Steel detailing is a critical and multifaceted step in the process of constructing anything made out of steel be it buildings, industrial plants, bridges, elevators, air handling units, and non-building structures. The structural engineer and/or architect conceives an idea about a project and puts this on paper in a general way. These drawings could also contain items linked to mechanical systems which pertain to the fabrication of the steel members.
Next in the steel detailing process, the steel detailer takes these design drawings and transforms them into meticulous diagrams for each steel piece. He produces drawings and plans for the making and erection of steel members such as beams, trusses, columns, braces, stairs and handrails, metal decking and joists.
In steel detailing, the detailer’s drawings covering the making of these steel pieces are called shop drawings. They identify the precise specifications for fabricating each member/piece of a structure.
The steel fabricator uses these drawings, (also called detail drawings) to produce these members. With steel detailing, comprehensive shop drawings may include for each piece:
--Special fabricating instructions.
With steel detailing, once the steel fabricator produces the steel members, the steel detailer steps in again and produces the drawings for the erection of the steel members in the field. These are called erection drawings.

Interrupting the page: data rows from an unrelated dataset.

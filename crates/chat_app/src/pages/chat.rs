//! Chat page - sidebar, new-chat modal, message pane and composer

use chat_core::{Conversation, Message};
use chat_state::{selectors, Store, StoreAction};

use crate::error::ChatAppError;
use crate::transport::{ChatTransport, IncomingMessage, PromptEvent, TransportEvent};

/// Keys the new-chat modal reacts to.
#[derive(Debug, Clone, Copy, PartialEq, Eq)]
pub enum ModalKey {
    Enter,
    Escape,
    Other,
}

#[derive(Debug, Clone, PartialEq, Eq)]
pub enum SendOutcome {
    /// The prompt went out; carries the appended user message.
    Sent(Message),
    /// Empty input or a send already in flight.
    Ignored,
}

pub struct ChatPage<T> {
    transport: T,
}

impl<T: ChatTransport> ChatPage<T> {
    pub fn new(transport: T) -> Self {
        Self { transport }
    }

    pub fn transport(&self) -> &T {
        &self.transport
    }

    pub fn transport_mut(&mut self) -> &mut T {
        &mut self.transport
    }

    // ========== Sidebar ==========

    pub fn open_sidebar(&self, store: &mut Store) {
        store.dispatch(StoreAction::SetIsSidebarOpen(true));
    }

    pub fn close_sidebar(&self, store: &mut Store) {
        store.dispatch(StoreAction::SetIsSidebarOpen(false));
    }

    pub fn toggle_sidebar(&self, store: &mut Store) {
        store.dispatch(StoreAction::ToggleSidebar);
    }

    // ========== New chat modal ==========

    pub fn open_new_chat_modal(&self, store: &mut Store) {
        store.dispatch(StoreAction::SetShowNewChatModal(true));
    }

    pub fn set_new_chat_name(&self, store: &mut Store, name: impl Into<String>) {
        store.dispatch(StoreAction::SetNewChatName(name.into()));
    }

    /// Create a conversation from the modal draft and switch to it.
    /// Returns the new conversation id, or `None` when the draft is blank.
    pub fn create_new_chat(&self, store: &mut Store) -> Option<String> {
        let title = selectors::new_chat_name(store).trim().to_string();
        if title.is_empty() {
            return None;
        }

        let chat = Conversation::with_title(title);
        let id = chat.id.clone();
        tracing::info!(chat_id = %id, title = %chat.title, "creating chat");

        store.dispatch(StoreAction::AddChat(chat));
        store.dispatch(StoreAction::SetActiveChat(id.clone()));
        store.dispatch(StoreAction::ClearMessages);
        store.dispatch(StoreAction::SetIsSidebarOpen(false));
        store.dispatch(StoreAction::ResetNewChatModal);
        Some(id)
    }

    pub fn cancel_new_chat(&self, store: &mut Store) {
        store.dispatch(StoreAction::ResetNewChatModal);
    }

    pub fn handle_modal_key(&self, store: &mut Store, key: ModalKey) -> Option<String> {
        match key {
            ModalKey::Enter => self.create_new_chat(store),
            ModalKey::Escape => {
                self.cancel_new_chat(store);
                None
            }
            ModalKey::Other => None,
        }
    }

    // ========== Conversation list ==========

    /// Switch conversations. The log is cleared and refilled from the
    /// transport's history, if it has any.
    pub async fn select_chat(&self, store: &mut Store, chat_id: &str) {
        store.dispatch(StoreAction::SetActiveChat(chat_id.to_string()));
        store.dispatch(StoreAction::SetIsSidebarOpen(false));
        store.dispatch(StoreAction::ClearMessages);

        match self.transport.load_history(chat_id).await {
            Ok(history) if !history.is_empty() => {
                tracing::debug!(chat_id, count = history.len(), "loaded history");
                store.dispatch(StoreAction::SetMessages(history));
            }
            Ok(_) => {}
            Err(e) => tracing::warn!(chat_id, "failed to load history: {}", e),
        }
    }

    // ========== Messages ==========

    /// Append the user's message and emit it as a prompt. The sending flag
    /// stays set until the transport call resolves.
    pub async fn send_message(
        &self,
        store: &mut Store,
        input: &str,
    ) -> Result<SendOutcome, ChatAppError> {
        let text = input.trim();
        if text.is_empty() || selectors::is_sending(store) {
            return Ok(SendOutcome::Ignored);
        }

        let message = Message::user(text);
        store.dispatch(StoreAction::AddMessage(message.clone()));
        store.dispatch(StoreAction::SetIsSending(true));

        let prompt = PromptEvent {
            chat_id: selectors::active_chat_id(store).unwrap_or_default().to_string(),
            prompt: message.content.clone(),
        };
        let result = self.transport.send_prompt(prompt).await;
        store.dispatch(StoreAction::SetIsSending(false));

        match result {
            Ok(()) => Ok(SendOutcome::Sent(message)),
            Err(e) => {
                tracing::error!("Failed to send prompt: {}", e);
                Err(e.into())
            }
        }
    }

    pub fn handle_incoming_message(&self, store: &mut Store, incoming: IncomingMessage) {
        store.dispatch(StoreAction::AddMessage(incoming.into_message()));
    }

    // ========== Connection ==========

    pub fn mark_connected(&self, store: &mut Store) {
        store.dispatch(StoreAction::MarkConnected);
    }

    pub fn mark_disconnected(&self, store: &mut Store) {
        store.dispatch(StoreAction::MarkDisconnected);
    }

    pub fn handle_event(&self, store: &mut Store, event: TransportEvent) {
        match event {
            TransportEvent::Connected => self.mark_connected(store),
            TransportEvent::Disconnected => self.mark_disconnected(store),
            TransportEvent::Response(incoming) => self.handle_incoming_message(store, incoming),
        }
    }

    /// Wait for one transport event and apply it. Returns false once the
    /// transport has closed, after marking the connection disconnected.
    pub async fn pump(&mut self, store: &mut Store) -> bool {
        match self.transport.next_event().await {
            Some(event) => {
                self.handle_event(store, event);
                true
            }
            None => {
                self.mark_disconnected(store);
                false
            }
        }
    }
}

It is the construction site steel erector who refers to these drawings in the steel detailing process, in order to know how and where to build with the fabricated steel pieces. Included in the erection drawings are dimensional plans to identify the steel members, in addition to all work required on the site including welding, bolting, and installing masonry anchors.
Additional Duties and Responsibilities
For the detailer in the steel detailing process:
--Observes design drawing parameters and with industry standards like those of the American Institute of Steel Construction (AISC) and the American Welding Society (AWS).
--Presents his drawings to the structural engineer and/or architect for evaluation before their release to the fabricator.
--In cases where structural drawings have inadequate information, offers links subject to the sanction of the structural engineer.
--If the detailer is uncertain about any information which prevents him from completing the drawings, they send a request for information (RFI) to the relevant parties before continuing.
--Sends his drawing to another steel detailer (labeled the “checker”) for completeness and accuracy.
To monitor changes during the drawing creation process, identifies the revisions by assigning an associated number or letter code in the drawing revision block.
Must resolve any comments which may have come out of the checking and approval process.
Computer-aided drafting (CAD) has replaced manual drafting for the most part in steel detailing. The detailer using these systems generate his drawings on the computer, employing software designed for this purpose, and then prints them. Accordingly, in the skills needed for steel detailing, the detailer needs proficiencies in the use of computers and comprehension of the particular CAD software he will utilize.
Steel detailers add another category for those working with 3-D modeling applications. The process for the construction of these drawings is very different from two-dimensional drafting. In this case, the project is built in 3-D before production of shop drawings from the model.
Drawings can be downloaded into a Computer Numerically Controlled (CNC) file and automatically begin drilling and cutting each part. In the process, each piece is fixed with a part number and plate location. 3-D modeling systems include X-Steel, Intergraph, Modeldraft/Frameworks Plus, AutoCAD, and Microstation.
The steel detailer has an extremely critical role in the steel detailing process. He links to the structural engineer, the architect, general contractors, the steel fabricator, the steel erector, the checker, relevant people in the CAD and CNC computer processes, and more. In the flow of steel detailing, the detailer’s shop and erection drawings are crucial to the entire process.